My love of trains started when I was six years old, watching steam engines on a branch line of the Union Pacific in the late 40’s. I recall being swept away with the sounds and power of the Consolidation (2-8-0) locomotives that stopped in my Dad’s hometown. I enjoyed getting dangerously close to a standing engine to hear the “thunk and clank” sounds and feel the heat of the boiler. I was little and they were so big.
What was your first large scale locomotive?
When I retired and my kids were off to college, my wife surprised me with Bachman GP Diesel (I think) and enough track sections to go around a small tree. I admit, in its box, it had beautiful silver and red Santa Fe warbonnet colors but I had to tell her, it was the wrong paint job. (I was a Union Pacific fan.) It was also the wrong era. he was disappointed that she didn’t get it perfect.

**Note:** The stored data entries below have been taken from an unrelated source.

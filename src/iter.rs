//! Version-tracking container iterator.
//!
//! The iterator remembers the bucket and version of the last member it
//! returned instead of a pointer into the table, so members may be linked
//! and unlinked between steps (from any thread, or by the iterating thread
//! itself) without invalidating it.
//!
//! Each step looks, starting at the remembered bucket, for the entry with
//! the smallest version above the remembered one; in later buckets any
//! version qualifies. While the container version is unchanged and the
//! bucket is still in version order, the successor of the last returned
//! entry is taken directly.
//!
//! Guarantees: members present for the whole iteration are returned exactly
//! once, and never out of bucket order. Members linked during the iteration
//! are returned if they land after the current position.

use core::marker::PhantomData;

use crate::container::{Container, EntryKey, Table};
use crate::list::Linked;
use crate::object::Ao2;

/// Iterator over the members of a [`Container`], yielding counted handles.
///
/// Created by [`Container::iter`]; each step takes the container lock.
pub struct Iter<'a, T> {
    container: &'a Container<T>,
    bucket: usize,
    last_version: u64,
    last_node: Option<EntryKey>,
    cached_version: u64,
    locked: bool,
}

impl<'a, T> Iter<'a, T> {
    pub(crate) fn new(container: &'a Container<T>, locked: bool) -> Self {
        Self {
            container,
            bucket: 0,
            last_version: 0,
            last_node: None,
            cached_version: 0,
            locked,
        }
    }

    fn step(&mut self, table: &Table<T>, version: u64) -> Option<Ao2<T>> {
        let found = self
            .successor(table, version)
            .or_else(|| self.scan_forward(table));
        match found {
            Some((bucket, key)) => {
                let entry = &table.entries[key];
                self.bucket = bucket;
                self.last_version = entry.version;
                self.last_node = Some(key);
                self.cached_version = version;
                Some(entry.obj.clone())
            }
            None => {
                self.bucket = table.buckets.len();
                self.last_node = None;
                None
            }
        }
    }

    fn successor(&self, table: &Table<T>, version: u64) -> Option<(usize, EntryKey)> {
        if self.cached_version != version || !table.buckets.get(self.bucket)?.ordered {
            return None;
        }
        let next = table.entries.get(self.last_node?)?.next()?;
        Some((self.bucket, next))
    }

    fn scan_forward(&self, table: &Table<T>) -> Option<(usize, EntryKey)> {
        for (index, bucket) in table.buckets.iter().enumerate().skip(self.bucket) {
            let floor = if index == self.bucket {
                self.last_version
            } else {
                0
            };
            let best = bucket
                .list
                .iter(&table.entries)
                .filter(|(_, entry)| entry.version > floor)
                .min_by_key(|(_, entry)| entry.version);
            if let Some((key, _)) = best {
                return Some((index, key));
            }
        }
        None
    }
}

impl<'a, T> Iterator for Iter<'a, T> {
    type Item = Ao2<T>;

    fn next(&mut self) -> Option<Ao2<T>> {
        let container = self.container;
        let inner = container.core().ok()?;
        let _lock = if self.locked {
            None
        } else {
            Some(container.as_object().lock().ok()?)
        };
        let version = inner.version();
        // SAFETY: the container lock is held, by `_lock` or by the guard
        // this iterator was created from.
        unsafe { inner.with_table(|table| self.step(table, version)) }
    }
}

/// Iterator that relies on a container lock held by the current thread.
///
/// Created by [`ContainerGuard::iter`](crate::ContainerGuard::iter). It
/// reads the table without locking, so it must stay on the thread that
/// holds the guard:
///
/// ```compile_fail
/// use ao2::{Ao2, Container};
///
/// let c: Container<u32> = Container::new(1, None, None);
/// c.link(&Ao2::new(1)).unwrap();
/// let guard = c.lock().unwrap();
/// let it = guard.iter();
/// std::thread::scope(|s| {
///     s.spawn(move || it.count());
/// });
/// ```
pub struct GuardIter<'g, T> {
    inner: Iter<'g, T>,
    _nosend: PhantomData<*mut ()>,
}

impl<'g, T> GuardIter<'g, T> {
    pub(crate) fn new(container: &'g Container<T>) -> Self {
        Self {
            inner: Iter::new(container, true),
            _nosend: PhantomData,
        }
    }
}

impl<'g, T> Iterator for GuardIter<'g, T> {
    type Item = Ao2<T>;

    fn next(&mut self) -> Option<Ao2<T>> {
        self.inner.next()
    }
}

But a year or two after, I had replaced that first locomotive and was building a roster of Tuscan orange U.P. equipment for a growing outdoor layout. No circle around a tree, I was building the entire “Kansas Division of the Union Pacific” or so I thought. In the 50s, my favorite railroad train win line was a grass-between-the-rails connecting branch headed up to the mainline in Nebraska. (Today, it’s 25 daily mile-long empty coal trains headed back to Wyoming. No more grass.)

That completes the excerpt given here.